| Work task |
Give every line of the data again, exactly.
■ ■ ■ ■ ■
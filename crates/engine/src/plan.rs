//! Detailed monthly budget plans.
//!
//! A plan lists, per category, the items the user expects to pay in a month.
//! Saving a plan replaces the previous one for the same month wholesale.

use std::collections::BTreeMap;

use serde::{Deserialize, Serialize};
use uuid::Uuid;

use crate::Money;

#[derive(Clone, Debug, PartialEq, Eq, Serialize, Deserialize)]
pub struct PlannedItem {
    pub name: String,
    pub amount: Money,
}

#[derive(Clone, Debug, Default, PartialEq, Eq, Serialize, Deserialize)]
pub struct CategoryPlan {
    pub items: Vec<PlannedItem>,
    pub total: Money,
}

/// Raw planner row as typed by the user.
#[derive(Clone, Debug, PartialEq, Eq, Serialize, Deserialize)]
pub struct PlanItemDraft {
    pub category_id: Uuid,
    pub name: String,
    pub amount: String,
}

#[derive(Clone, Debug, Default, PartialEq, Eq, Serialize, Deserialize)]
pub struct MonthlyBudgetPlan {
    pub categories: BTreeMap<Uuid, CategoryPlan>,
    pub grand_total: Money,
}

impl MonthlyBudgetPlan {
    /// Builds a plan from planner rows.
    ///
    /// Every id in `category_ids` gets an entry, even when empty. Rows with a
    /// blank name, a blank or unparseable amount, an amount outside
    /// `0..=Money::MAX_RECORD` or an unknown category are dropped.
    pub fn from_items(
        category_ids: &[Uuid],
        drafts: impl IntoIterator<Item = PlanItemDraft>,
    ) -> Self {
        let mut categories: BTreeMap<Uuid, CategoryPlan> = category_ids
            .iter()
            .map(|id| (*id, CategoryPlan::default()))
            .collect();

        for draft in drafts {
            let name = draft.name.trim();
            if name.is_empty() {
                continue;
            }
            let Ok(amount) = draft.amount.parse::<Money>() else {
                continue;
            };
            if amount.is_negative() || amount > Money::MAX_RECORD {
                continue;
            }
            let Some(plan) = categories.get_mut(&draft.category_id) else {
                tracing::debug!("dropping plan item for unknown category {}", draft.category_id);
                continue;
            };
            plan.items.push(PlannedItem {
                name: name.to_string(),
                amount,
            });
            plan.total += amount;
        }

        let grand_total = categories.values().map(|plan| plan.total).sum();
        Self {
            categories,
            grand_total,
        }
    }

    pub fn category(&self, id: &Uuid) -> Option<&CategoryPlan> {
        self.categories.get(id)
    }
}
■ ■ ■ ■ ■
| Exercise result |
filename crates/engine/src/plan.rs
//! Detailed monthly budget plans.
//!
//! A plan lists, per category, the items the user expects to pay in a month.
//! Saving a plan replaces the previous one for the same month wholesale.

use std::collections::BTreeMap;

use serde::{Deserialize, Serialize};
use uuid::Uuid;

use crate::Money;

#[derive(Clone, Debug, PartialEq, Eq, Serialize, Deserialize)]
pub struct PlannedItem {
    pub name: String,
    pub amount: Money,
}

#[derive(Clone, Debug, Default, PartialEq, Eq, Serialize, Deserialize)]
pub struct CategoryPlan {
    pub items: Vec<PlannedItem>,
    pub total: Money,
}

/// Raw planner row as typed by the user.
#[derive(Clone, Debug, PartialEq, Eq, Serialize, Deserialize)]
pub struct PlanItemDraft {
    pub category_id: Uuid,
    pub name: String,
    pub amount: String,
}

#[derive(Clone, Debug, Default, PartialEq, Eq, Serialize, Deserialize)]
pub struct MonthlyBudgetPlan {
    pub categories: BTreeMap<Uuid, CategoryPlan>,
    pub grand_total: Money,
}

impl MonthlyBudgetPlan {
    /// Builds a plan from planner rows.
    ///
    /// Every id in `category_ids` gets an entry, even when empty. Rows with a
    /// blank name, a blank or unparseable amount, an amount outside
    /// `0..=Money::MAX_RECORD` or an unknown category are dropped.
    pub fn from_items(
        category_ids: &[Uuid],
        drafts: impl IntoIterator<Item = PlanItemDraft>,
    ) -> Self {
        let mut categories: BTreeMap<Uuid, CategoryPlan> = category_ids
            .iter()
            .map(|id| (*id, CategoryPlan::default()))
            .collect();

        for draft in drafts {
            let name = draft.name.trim();
            if name.is_empty() {
                continue;
            }
            let Ok(amount) = draft.amount.parse::<Money>() else {
                continue;
            };
            if amount.is_negative() || amount > Money::MAX_RECORD {
                continue;
            }
            let Some(plan) = categories.get_mut(&draft.category_id) else {
                tracing::debug!("dropping plan item for unknown category {}", draft.category_id);
                continue;
            };
            plan.items.push(PlannedItem {
                name: name.to_string(),
                amount,
            });
            plan.total += amount;
        }

        let grand_total = categories.values().map(|plan| plan.total).sum();
        Self {
            categories,
            grand_total,
        }
    }

    pub fn category(&self, id: &Uuid) -> Option<&CategoryPlan> {
        self.categories.get(id)
    }
}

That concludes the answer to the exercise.